Hyperbole is a liability of show reports because most of the sound at audio shows is so poor that when one hears something good one tends to overreact, not least because negativity, even when warranted, is so dispiriting. But as the review that follows will reveal, apart from the “subterranean bass” bass observation, which is overstated, I stand by that report.

The Design
The speaker is a descendent—sort of—of the original Emerald Physics CS2 that my colleague Robert E. Greene reviewed so enthusiastically in TAS. I say “sort of” because when the company was purchased by Walter Liederman a few years ago, the CS2 became the $5995-per-pair CS2.3 Mk II, which is claimed to share no parts with its forebear and its midrange/ tweeter configuration is markedly different. Nevertheless, the two models do share some basic design principles and philosophy: large stacked woofers vertically mounted on an open baffle, and the use of DSP to assist in crossover slopes and equalization. They differ in that the CS2 crossed over the dual 15″ woofers to a compression-driver tweeter, with no midrange. The CS2.3’s point-source midrange/tweeter is said to improve the speaker’s imaging. The design is unusual enough to warrant describing in some detail its components parts and how they’re meant to go together.

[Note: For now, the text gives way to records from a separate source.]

//! Deployment phase state machine
//!
//! The `PhaseTracker` is the single source of truth for deployment progress.
//! It enforces the canonical phase order and makes it impossible to skip a
//! phase or to enter a destructive phase without recorded confirmation.
//!
//! # Phase Flow
//!
//! ```text
//! NotStarted
//!     ↓
//! Preflight → Configuration → DeviceSelection
//!     ↓
//! DiskPreparation (destructive) → Encryption (destructive) → BtrfsLayout
//!     ↓
//! BaseInstall → FilesystemTables → Initramfs → Bootloader
//!     ↓
//! SystemConfig → UserSetup → SnapshotAutomation → Hardening → Finalize
//!     ↓
//! Completed
//!
//! (Any non-terminal phase can transition to Failed)
//! ```

use serde::{Deserialize, Serialize};
use std::fmt;
use thiserror::Error;

/// Deployment phases in execution order.
#[derive(Debug, Clone, Copy, PartialEq, Eq, Hash, PartialOrd, Ord, Serialize, Deserialize)]
#[repr(u8)]
pub enum Phase {
    NotStarted = 0,
    /// Privileges, tools, firmware and network
    Preflight = 1,
    /// Hostname, user, volume names, feature flags
    Configuration = 2,
    /// Target disk and partition sizing
    DeviceSelection = 3,
    /// Wipe and partition the target disk
    DiskPreparation = 4,
    /// LUKS2 format and open
    Encryption = 5,
    /// BTRFS filesystems, subvolumes and mounts
    BtrfsLayout = 6,
    /// pacstrap of the base system
    BaseInstall = 7,
    /// fstab and crypttab
    FilesystemTables = 8,
    /// mkinitcpio hooks and image
    Initramfs = 9,
    /// GRUB install and kernel command line
    Bootloader = 10,
    /// Hostname, locale, time, network, sudo
    SystemConfig = 11,
    /// Primary user and passwords
    UserSetup = 12,
    /// Snapshot script, service and timer
    SnapshotAutomation = 13,
    /// sysctl, kernel flags, AppArmor, firewall
    Hardening = 14,
    /// Summary, unmount, close
    Finalize = 15,
    Completed = 16,
    Failed = 255,
}

impl Phase {
    /// Returns the numeric order of this phase (0-16, 255 for Failed)
    #[inline]
    pub const fn order(self) -> u8 {
        self as u8
    }

    /// Returns true if this is a terminal state (Completed or Failed)
    #[inline]
    pub const fn is_terminal(self) -> bool {
        matches!(self, Self::Completed | Self::Failed)
    }

    /// Returns true if this phase rewrites the target disk
    #[inline]
    pub const fn is_destructive(self) -> bool {
        matches!(self, Self::DiskPreparation | Self::Encryption)
    }

    /// Returns true once the phase may have changed on-disk state.
    #[inline]
    pub const fn touches_disk(self) -> bool {
        self.order() >= Self::DiskPreparation.order() && !matches!(self, Self::Failed)
    }

    /// Returns the next phase in the sequence, or None at a terminal state
    pub const fn next(self) -> Option<Self> {
        match self {
            Self::NotStarted => Some(Self::Preflight),
            Self::Preflight => Some(Self::Configuration),
            Self::Configuration => Some(Self::DeviceSelection),
            Self::DeviceSelection => Some(Self::DiskPreparation),
            Self::DiskPreparation => Some(Self::Encryption),
            Self::Encryption => Some(Self::BtrfsLayout),
            Self::BtrfsLayout => Some(Self::BaseInstall),
            Self::BaseInstall => Some(Self::FilesystemTables),
            Self::FilesystemTables => Some(Self::Initramfs),
            Self::Initramfs => Some(Self::Bootloader),
            Self::Bootloader => Some(Self::SystemConfig),
            Self::SystemConfig => Some(Self::UserSetup),
            Self::UserSetup => Some(Self::SnapshotAutomation),
            Self::SnapshotAutomation => Some(Self::Hardening),
            Self::Hardening => Some(Self::Finalize),
            Self::Finalize => Some(Self::Completed),
            Self::Completed | Self::Failed => None,
        }
    }

    /// Returns a human-readable description of this phase
    pub const fn description(self) -> &'static str {
        match self {
            Self::NotStarted => "Not started",
            Self::Preflight => "Pre-flight checks",
            Self::Configuration => "Interactive configuration",
            Self::DeviceSelection => "Device and partition selection",
            Self::DiskPreparation => "Disk preparation",
            Self::Encryption => "LUKS encryption",
            Self::BtrfsLayout => "BTRFS layout",
            Self::BaseInstall => "Base installation",
            Self::FilesystemTables => "fstab and crypttab generation",
            Self::Initramfs => "Initramfs generation",
            Self::Bootloader => "Bootloader installation",
            Self::SystemConfig => "System configuration",
            Self::UserSetup => "User setup",
            Self::SnapshotAutomation => "Snapshot automation",
            Self::Hardening => "Security hardening",
            Self::Finalize => "Finalization",
            Self::Completed => "Deployment complete",
            Self::Failed => "Deployment failed",
        }
    }

    /// The fifteen working phases, in execution order
    pub const fn working_phases() -> &'static [Self] {
        &[
            Self::Preflight,
            Self::Configuration,
            Self::DeviceSelection,
            Self::DiskPreparation,
            Self::Encryption,
            Self::BtrfsLayout,
            Self::BaseInstall,
            Self::FilesystemTables,
            Self::Initramfs,
            Self::Bootloader,
            Self::SystemConfig,
            Self::UserSetup,
            Self::SnapshotAutomation,
            Self::Hardening,
            Self::Finalize,
        ]
    }
}

impl fmt::Display for Phase {
    fn fmt(&self, f: &mut fmt::Formatter<'_>) -> fmt::Result {
        write!(f, "{}", self.description())
    }
}

/// Errors that can occur during phase transitions
#[derive(Error, Debug, Clone, PartialEq, Eq)]
pub enum PhaseTransitionError {
    #[error("Cannot skip from {from} to {to} (phases run strictly in order)")]
    SkippedPhase { from: Phase, to: Phase },

    #[error("Cannot go backwards from {from} to {to}")]
    BackwardTransition { from: Phase, to: Phase },

    #[error("Cannot transition from terminal state {from}")]
    FromTerminalState { from: Phase },

    #[error("Phase {phase} requires explicit confirmation (destructive operation)")]
    MissingConfirmation { phase: Phase },

    #[error("Already at phase {phase}")]
    AlreadyAtPhase { phase: Phase },
}

/// Tracks the current phase and validates every transition.
///
/// ```
/// use arch_secure_deploy::phase::{Phase, PhaseTracker};
///
/// let mut tracker = PhaseTracker::new();
/// tracker.advance().unwrap();
/// assert_eq!(tracker.current(), Phase::Preflight);
/// assert!(tracker.transition_to(Phase::DiskPreparation).is_err());
/// ```
#[derive(Debug, Clone)]
pub struct PhaseTracker {
    current: Phase,
    failed_at: Option<Phase>,
    /// (phase, unix timestamp) for every transition
    history: Vec<(Phase, u64)>,
    destructive_confirmed: bool,
}

impl Default for PhaseTracker {
    fn default() -> Self {
        Self::new()
    }
}

impl PhaseTracker {
    pub fn new() -> Self {
        Self {
            current: Phase::NotStarted,
            failed_at: None,
            history: Vec::with_capacity(Phase::working_phases().len() + 2),
            destructive_confirmed: false,
        }
    }

    #[inline]
    pub fn current(&self) -> Phase {
        self.current
    }

    #[inline]
    pub fn failed_at(&self) -> Option<Phase> {
        self.failed_at
    }

    #[inline]
    pub fn is_complete(&self) -> bool {
        self.current == Phase::Completed
    }

    #[inline]
    pub fn is_failed(&self) -> bool {
        self.current == Phase::Failed
    }

    pub fn history(&self) -> &[(Phase, u64)] {
        &self.history
    }

    /// Record that the operator typed the destructive confirmation.
    /// One-way; it cannot be revoked.
    pub fn confirm_destructive_operations(&mut self) {
        self.destructive_confirmed = true;
    }

    #[inline]
    pub fn is_destructive_confirmed(&self) -> bool {
        self.destructive_confirmed
    }

    /// Advance to the next phase in sequence.
    pub fn advance(&mut self) -> Result<Phase, PhaseTransitionError> {
        let Some(next) = self.current.next() else {
            return Err(PhaseTransitionError::FromTerminalState { from: self.current });
        };
        self.transition_to(next)
    }

    /// Transition to `target`, which must be exactly the next phase.
    pub fn transition_to(&mut self, target: Phase) -> Result<Phase, PhaseTransitionError> {
        if self.current.is_terminal() {
            return Err(PhaseTransitionError::FromTerminalState { from: self.current });
        }
        if target == self.current {
            return Err(PhaseTransitionError::AlreadyAtPhase { phase: target });
        }
        if target == Phase::Failed {
            return Err(PhaseTransitionError::SkippedPhase {
                from: self.current,
                to: target,
            });
        }
        if target.order() < self.current.order() {
            return Err(PhaseTransitionError::BackwardTransition {
                from: self.current,
                to: target,
            });
        }
        if self.current.next() != Some(target) {
            return Err(PhaseTransitionError::SkippedPhase {
                from: self.current,
                to: target,
            });
        }
        if target.is_destructive() && !self.destructive_confirmed {
            return Err(PhaseTransitionError::MissingConfirmation { phase: target });
        }

        self.record(target);
        self.current = target;
        Ok(target)
    }

    /// Mark the run as failed, remembering the phase that failed.
    pub fn fail(&mut self) -> Result<(), PhaseTransitionError> {
        if self.current.is_terminal() {
            return Err(PhaseTransitionError::FromTerminalState { from: self.current });
        }
        self.failed_at = Some(self.current);
        self.record(Phase::Failed);
        self.current = Phase::Failed;
        Ok(())
    }

    fn record(&mut self, phase: Phase) {
        let timestamp = std::time::SystemTime::now()
            .duration_since(std::time::UNIX_EPOCH)
            .map(|d| d.as_secs())
            .unwrap_or(0);
        self.history.push((phase, timestamp));
    }
}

The drivers, though not manufactured by Emerald, are proprietary. Per side they consist in a pair of imposing 15″ woofers that operates below 100Hz and a 12″ upper-bass/ midrange driver with a coaxially mounted, lens-loaded 1″ tweeter (henceforth I shall refer to this as the midrange/tweeter module even though it handles part of the upper-bass). The speakers operate as dipoles up to the transition to the tweeter. Biamping is required and necessitates either four mono amps, two stereo amps, or one four-channel amp. Per side, one amplifier connects directly to the stacked woofers, the other to the midrange/ tweeter module through an outboard crossover box that crosses the midrange to the tweeter at 900Hz. Unlike the woofers and the midrange driver, the tweeter operates in monopole mode (more about the implications of this later).

Also supplied with the system is an outboard digital signal processor called the DSP2.4. (In the original version this was an outboard DSP and equalizer by Behringer, but the current owner and engineers felt that it was too unreliable to be retained and that it wasn’t “truly an audiophile product.”) Although physically very compact—about the size of a cellphone differently configured and thicker—the 2.4 is a powerful and sophisticated device. Connected between the preamplifier and the power amplifiers, it serves two functions: crossing over between the woofer and the rest of the frequency range, and judiciously equalizing to flatten and smooth the response throughout the upper bass and lower midrange, exactly the region where so many floorstanding speakers exhibit the unfortunate “floor bounce” effect that makes them sound too thin or lean. Note that the CS2.3 doesn’t offer full DSP room correction; instead it offers an array of fixed-equalization settings that help to flatten the bass response in a range of listening rooms.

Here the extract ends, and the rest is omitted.